33. Portal of the Palace in Leh. 34. View over the Indus Valley from the Roof of the Palace in Leh. 35. Lama of High Rank in Leh. Sketches by the Author. |
The small town itself is full of the most attractive and fascinating examples of Tibetan architecture. On all sides are seen quiet nooks with motley figures, temple portals, mosques, houses rising one above another, and open shops, whither customers flock; and the traffic became brisker every day after the summer caravans from Yarkand over the Kardang Pass began to arrive at Leh. Round the town stands a crescent of bare, lumpy, sun-lighted hills; to the south and south-east the dry gravelly plain slopes down to the Indus, where a series of villages among green fields and woods impart some life to the picture. On the farther side is seen the Stokpa, a lofty summit, below which the village Stokpa peeps out of a valley mouth. Here resides an ex-king of the third generation, the Raja of Stok, whose grandfather ruled as king of Ladak but was deprived by Soravar Sing of his dignity and State.
The Raja of Stok, or, to give him his full name and title, Yigmet Kungak Singhei Lundup Thinlis Zangbo Sodnam Nampar Gelvela, Yagirdar of the state of Stok, awakes one’s sympathy in his somewhat sad position; he is evidently painfully sensitive of the loss of the honour and power which fate has denied him. He was on a visit to Leh, for he owns an unpretending but pretty house in the main street. The Tibetans still look upon him as the true and rightful king, while the ruler of the country, the Maharaja of Kashmir, is only a usurper in their eyes. We therefore concluded that a letter of recommendation from this Raja of Stok might be very useful some day or other. He was evidently flattered by my request and quite ready to grant it. In his open letter he ordered “all men in Tibet of whatever rank, from Rudok, Gartok, and Rundor to Shigatse and Gyantse, to allow Sahib Hedin to pass freely and unmolested, and to render him all necessary assistance.” This highly important document, with the date and the red square seal of the Raja affixed, was afterwards read by many Tibetan chieftains, on whom it made not the slightest impression. They quietly answered: “We have only to obey the orders of the Devashung in Lhasa.” (Illustration 32.)

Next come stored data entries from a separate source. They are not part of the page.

use serde::{Deserialize, Serialize};

use bowlsaver_core::Vector;

/// One cutter placement: pivot center, arm rotation (degrees) and cut
/// radius (mm).
///
/// The live cut is edited in place by [`crate::JigState`]; committed cuts
/// are copies and never alias it.
#[derive(Debug, Clone, Copy, PartialEq, Default, Serialize, Deserialize)]
pub struct Cut {
    pub center: Vector,
    pub rotation: f64,
    pub radius: f64,
    /// Set while the live cut holds the contents of a selected history entry.
    #[serde(default)]
    pub from_history: bool,
}

impl Cut {
    pub fn new(center: Vector, rotation: f64, radius: f64) -> Self {
        Self {
            center,
            rotation,
            radius,
            from_history: false,
        }
    }

    /// Independent copy suitable for the history list.
    pub fn snapshot(&self) -> Cut {
        Cut {
            from_history: false,
            ..*self
        }
    }

    /// X coordinate of the cutter's leftmost edge.
    pub fn leftmost_x(&self) -> f64 {
        self.center.x - self.radius
    }

    /// A cut can be committed once it has a real, positive radius.
    pub fn is_committable(&self) -> bool {
        self.radius.is_finite() && self.radius > 0.0 && self.center.is_finite()
    }

    /// Same placement, ignoring the history marker.
    pub fn same_pose(&self, other: &Cut) -> bool {
        self.center == other.center && self.rotation == other.rotation && self.radius == other.radius
    }
}
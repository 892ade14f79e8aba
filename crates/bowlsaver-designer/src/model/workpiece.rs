use serde::{Deserialize, Serialize};

use bowlsaver_core::{GeometryError, Result, Vector};

/// The blank on the lathe, seen from above.
///
/// Occupies `x ∈ [0, width]` (x = 0 is the headstock face, x = width the
/// front face) and `y ∈ [-height/2, height/2]`; the lathe centerline is
/// `y = 0`.
#[derive(Debug, Clone, Copy, PartialEq, Serialize, Deserialize)]
#[serde(default)]
pub struct Workpiece {
    pub width: f64,
    pub height: f64,
}

impl Workpiece {
    /// Checked constructor for values coming from outside the solver.
    pub fn new(width: f64, height: f64) -> Result<Self> {
        Ok(Self {
            width: GeometryError::check_positive("workpiece width", width)?,
            height: GeometryError::check_positive("workpiece height", height)?,
        })
    }

    pub fn half_height(&self) -> f64 {
        self.height / 2.0
    }

    /// X of the front face, where the cutter enters.
    pub fn front_face_x(&self) -> f64 {
        self.width
    }

    /// Whether `x` lies strictly between the two faces.
    pub fn spans_x(&self, x: f64) -> bool {
        x > 0.0 && x < self.width
    }
}

impl Default for Workpiece {
    fn default() -> Self {
        Self {
            width: 80.0,
            height: 300.0,
        }
    }
}

impl From<Vector> for Workpiece {
    fn from(extent: Vector) -> Self {
        Self {
            width: extent.x,
            height: extent.y,
        }
    }
}
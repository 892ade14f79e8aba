//! Line–arc intersection.
//!
//! Each line form reduces the circle equation to a quadratic in one variable.
//! Up to two raw candidates come out of it; only those whose direction from
//! the center lies on the arc's live span are returned. A point on the far
//! side of the circle that the arc never sweeps is not a real intersection.
//!
//! No-intersection is a normal outcome and is an empty result, never an error.

use serde::{Deserialize, Serialize};
use smallvec::SmallVec;

use super::arc::Arc;
use super::vector::Vector;

/// At most two points, kept inline.
pub type Intersections = SmallVec<[Vector; 2]>;

/// An infinite straight line.
#[derive(Debug, Clone, Copy, PartialEq, Serialize, Deserialize)]
pub enum Line {
    /// The line `x = x₀`
    Vertical { x: f64 },
    /// The line `y = y₀`
    Horizontal { y: f64 },
    /// `y = slope * x + intercept`
    Sloped { slope: f64, intercept: f64 },
}

impl Line {
    /// The line through two points. Coincident points give a vertical line
    /// through them.
    pub fn through(a: Vector, b: Vector) -> Line {
        let dx = b.x - a.x;
        let dy = b.y - a.y;
        if dx == 0.0 {
            Line::Vertical { x: a.x }
        } else if dy == 0.0 {
            Line::Horizontal { y: a.y }
        } else {
            let slope = dy / dx;
            Line::Sloped {
                slope,
                intercept: a.y - slope * a.x,
            }
        }
    }
}

/// Intersections of `arc` with `line`, restricted to the arc's span.
///
/// Candidates come out in solver order: the `+√D` branch first, then the
/// `-√D` branch. A tangent line yields its single point once.
pub fn compute_intersections(arc: &Arc, line: &Line) -> Intersections {
    if arc.is_degenerate() {
        tracing::trace!(radius = arc.radius, ?line, "degenerate arc, no intersections");
        return Intersections::new();
    }

    let candidates = match *line {
        Line::Vertical { x } => circle_vertical(arc.center, arc.radius, x),
        Line::Horizontal { y } => circle_horizontal(arc.center, arc.radius, y),
        Line::Sloped { slope, intercept } => circle_sloped(arc.center, arc.radius, slope, intercept),
    };

    candidates
        .into_iter()
        .filter(|p| arc.contains_direction_of(*p))
        .collect()
}

pub fn intersect_vertical(arc: &Arc, x: f64) -> Intersections {
    compute_intersections(arc, &Line::Vertical { x })
}

pub fn intersect_horizontal(arc: &Arc, y: f64) -> Intersections {
    compute_intersections(arc, &Line::Horizontal { y })
}

pub fn intersect_sloped(arc: &Arc, slope: f64, intercept: f64) -> Intersections {
    compute_intersections(arc, &Line::Sloped { slope, intercept })
}

fn circle_vertical(center: Vector, radius: f64, x: f64) -> Intersections {
    let dx = x - center.x;
    let d = radius * radius - dx * dx;
    branches(d, |root| Vector::new(x, center.y + root))
}

fn circle_horizontal(center: Vector, radius: f64, y: f64) -> Intersections {
    let dy = y - center.y;
    let d = radius * radius - dy * dy;
    branches(d, |root| Vector::new(center.x + root, y))
}

fn circle_sloped(center: Vector, radius: f64, slope: f64, intercept: f64) -> Intersections {
    let (h, k) = (center.x, center.y);
    let offset = intercept - k;

    let a = 1.0 + slope * slope;
    let b = -2.0 * h + 2.0 * slope * offset;
    let c = h * h + offset * offset - radius * radius;

    let discriminant = b * b - 4.0 * a * c;
    branches(discriminant, |root| {
        let x = (-b + root) / (2.0 * a);
        Vector::new(x, slope * x + intercept)
    })
}

/// Expands a discriminant into its solution points; `at` maps `+√D` and
/// `-√D` to a point.
fn branches(discriminant: f64, at: impl Fn(f64) -> Vector) -> Intersections {
    let mut out = Intersections::new();
    if discriminant.is_nan() || discriminant < 0.0 {
        return out;
    }
    if discriminant == 0.0 {
        out.push(at(0.0));
        return out;
    }
    let root = discriminant.sqrt();
    out.push(at(root));
    out.push(at(-root));
    out
}
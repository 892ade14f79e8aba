//! Pose mutations for jig state. Each one edits the live cut in place and
//! runs a full recompute.

use bowlsaver_core::Vector;

use super::JigState;
use crate::model::Workpiece;

impl JigState {
    /// Moves the cutter pivot.
    pub fn move_to(&mut self, center: Vector) {
        self.cut.center = center;
        self.recompute();
    }

    /// Sets the arm rotation in degrees.
    ///
    /// Stored as `degrees % 360`: the sign is kept and only whole turns are
    /// dropped. Arc spans are re-derived from it on every recompute.
    pub fn rotate(&mut self, degrees: f64) {
        self.cut.rotation = degrees % 360.0;
        self.recompute();
    }

    /// Sets the cut radius in millimeters.
    pub fn set_radius(&mut self, radius: f64) {
        self.cut.radius = radius;
        self.recompute();
    }

    /// Replaces the workpiece extent.
    pub fn set_workpiece(&mut self, workpiece: Workpiece) {
        self.geometry.workpiece = workpiece;
        self.recompute();
    }

    pub fn set_kerf_width(&mut self, kerf_width: f64) {
        self.geometry.kerf_width = kerf_width;
        self.recompute();
    }
}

The old palace of Leh stands on its rock like a gigantic monument of vanished greatness. From its roof one has a grand view of the town, the Indus valley, and the great mountains beyond the river. In the foreground stretch fields of wheat and barley, still staringly green amidst the general grey, small groups of garden trees, groves of poplar, farm-houses, and small knobly ridges, while the dreary Mohammedan graveyard stands out sharply and obtrusively in the evening sunshine. Immediately below us lies a chaos of quadrangular houses of stone or mud, with wooden balconies and verandahs, interrupted only by the main street and the lanes branching out of it. On the point of a rock to the east is seen a monastery, for which a lama gave the name of Semo-gungma. Semo-yogma stands in the palace itself. The temple hall here is called Diva, and the two principal images Guru and Sakya-tubpa, that is, Buddha. The portal of the palace with its pillars has a very picturesque effect. Through this portal you enter a long, dark, paved entrance and then pass up a stone staircase and through gloomy passages and corridors, with small offshoots running up to balcony windows; in the interior, however, you roam about through halls all equally dark. No one dwells now in this phantom castle, which fancy might easily make the scene of the most extravagant ghost stories. Only pigeons, which remain for ever young among the old time-worn monuments, coo out their contentment and cheerfulness (Illustrations 28, 29, 33, 34).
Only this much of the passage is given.